7.3.11

THREE MORE DEGREES OF INTERIOR DECORATION.

Okay, I admit it. One needs a GPS to navigate the beginning of this story, but we'll get there.  It all began in New York Social Diary with an article I wrote about menservants behaving badly in gilded age Bar Harbor.  In the course of the story, some interconnected relationships were revealed.  That led to a second story posted last week in this blog, called 'Six Degrees of Interior Decoration', in which I picked up some threads of those relationships and carried it through several more houses before taking it back to where it began in NYSD.  Here we wrap it up for the moment, with three generations of decoration in the same family.

There are two choices:  One can read the dizzying synopsis in the paragraph below or go back and read the first two stories (Pt. 1 HERE and Pt. 2 HERE), if one hasn't already.  If you have read these stories, and don't need or want a synopsis, simply skip the next paragraph, and venture to the new territory.

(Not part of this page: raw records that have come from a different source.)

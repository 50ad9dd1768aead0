use crate::{AppState, Effect, FeedbackStatus, Msg};

/// Pure update function: applies a message to state and returns any effects.
pub fn update(mut state: AppState, msg: Msg) -> (AppState, Vec<Effect>) {
    let effects = match msg {
        Msg::LogSelected { path, contents } => {
            // Swapping files under an in-flight probe would attach its result to the wrong log.
            if state.in_flight().is_none() {
                state.select_log(path, contents);
            }
            Vec::new()
        }
        Msg::EngineHintChanged(hint) => {
            state.set_engine_hint(hint);
            Vec::new()
        }
        Msg::SubmitClicked => {
            if !state.can_submit() {
                return (state, Vec::new());
            }
            let Some((path, contents)) = state
                .selected()
                .map(|log| (log.path.clone(), log.contents.clone()))
            else {
                return (state, Vec::new());
            };
            let engine_hint = state.engine_hint();
            let submission_id = state.begin_submission();
            vec![Effect::SubmitLog {
                submission_id,
                path,
                contents,
                engine_hint,
            }]
        }
        Msg::CancelClicked => match state.in_flight() {
            Some(submission_id) => {
                state.abandon_submission();
                vec![Effect::CancelSubmission { submission_id }]
            }
            None => Vec::new(),
        },
        Msg::ResetClicked => {
            let in_flight = state.in_flight();
            state.reset();
            in_flight
                .map(|submission_id| Effect::CancelSubmission { submission_id })
                .into_iter()
                .collect()
        }
        Msg::SaveClicked => match state.report() {
            Some(report) => vec![Effect::SaveReport {
                contents: report.raw_json.clone(),
            }],
            None => Vec::new(),
        },
        Msg::FeedbackSubmitted { message, email } => {
            if message.trim().is_empty()
                || matches!(state.feedback_status(), Some(FeedbackStatus::Sending))
            {
                return (state, Vec::new());
            }
            state.set_feedback(FeedbackStatus::Sending);
            vec![Effect::SendFeedback { message, email }]
        }
        Msg::AnalysisSucceeded {
            submission_id,
            report,
        } => {
            if state.in_flight() == Some(submission_id) {
                state.finish_with_report(report);
            }
            Vec::new()
        }
        Msg::AnalysisFailed {
            submission_id,
            message,
        } => {
            if state.in_flight() == Some(submission_id) {
                state.finish_with_error(message);
            }
            Vec::new()
        }
        Msg::ReportSaved(result) => {
            state.record_saved(result);
            Vec::new()
        }
        Msg::FeedbackDone(result) => {
            state.set_feedback(match result {
                Ok(()) => FeedbackStatus::Sent,
                Err(message) => FeedbackStatus::Failed(message),
            });
            Vec::new()
        }
        Msg::Tick => Vec::new(),
    };

    (state, effects)
}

Baymeath, the J.T. Bowen house at Bar Harbor
Mrs. J.T. Bowen of Chicago, friend and patroness of Jane Addams, built a summer home, Baymeath, at Bar Harbor in 1896.  She had two butlers who  fought in the butler's pantry.  Snatched each other's wigs off.  Joseph Pulitzer bought a house, Chatwold, at Bar Harbor in 1894.  He had some lazy footmen who smoked cigars when they were supposed to be sweeping the drawing rooms.  Pulitzer's daughter Edith married W.S. Moore, great grandson of Clement Moore.  Their Bar Harbor cottage was Woodlands, which burned in the Bar Harbor fire.  After the fire, Mrs. Moore bought Baymeath, where any problems with her butler are lost to history.  Got that?  Then, in the 'Six Degrees' post, I picked up the threads.  W.S. Moore's brother Benjamin, and his wife, Alexandra Emery, built Chelsea, a lovely and famous house on Long Island, designed by Delano and Aldrich.  Alexandra Moore's mother, Mrs. J.J. Emery, later the Hon. Mrs. Anson,  owned a granite pile at Bar Harbor, called the Turrets, designed by Emily Post's father, Bruce Post, another thread we won't follow.  Her son, J.J. Jr., built another handsome Delano & Aldrich house, Peterloon, in his native Cincinnati.  His wife was the daughter of Charles Dana Gibson, and a first cousin of decorator Nancy Lancaster, but we didn't follow that thread, so forget that.  However, another of his sisters, Audrey, twice married to Russian princes, built  a stylish Regency House in Palm Beach, later owned by Mme Jacques Balsan, the former Duchess of Marlborough, nee Consuelo Vanderbilt.  Mme. Balsan was a great friend of her first husband's cousin, Winston Churchill, who was a not so great friend of Nancy Lancaster's aunt, Nancy Astor---but we said we weren't going to follow that thread today, so forget I mentioned it.  Mme. Balsan's cousin, Frederica Webb, married Edith Pulitzer Moore's brother Ralph, which almost gets us back to Bar Harbor and Baymeath.  Did you get all that?  I feel like Suzy Knickerbocker on speed. 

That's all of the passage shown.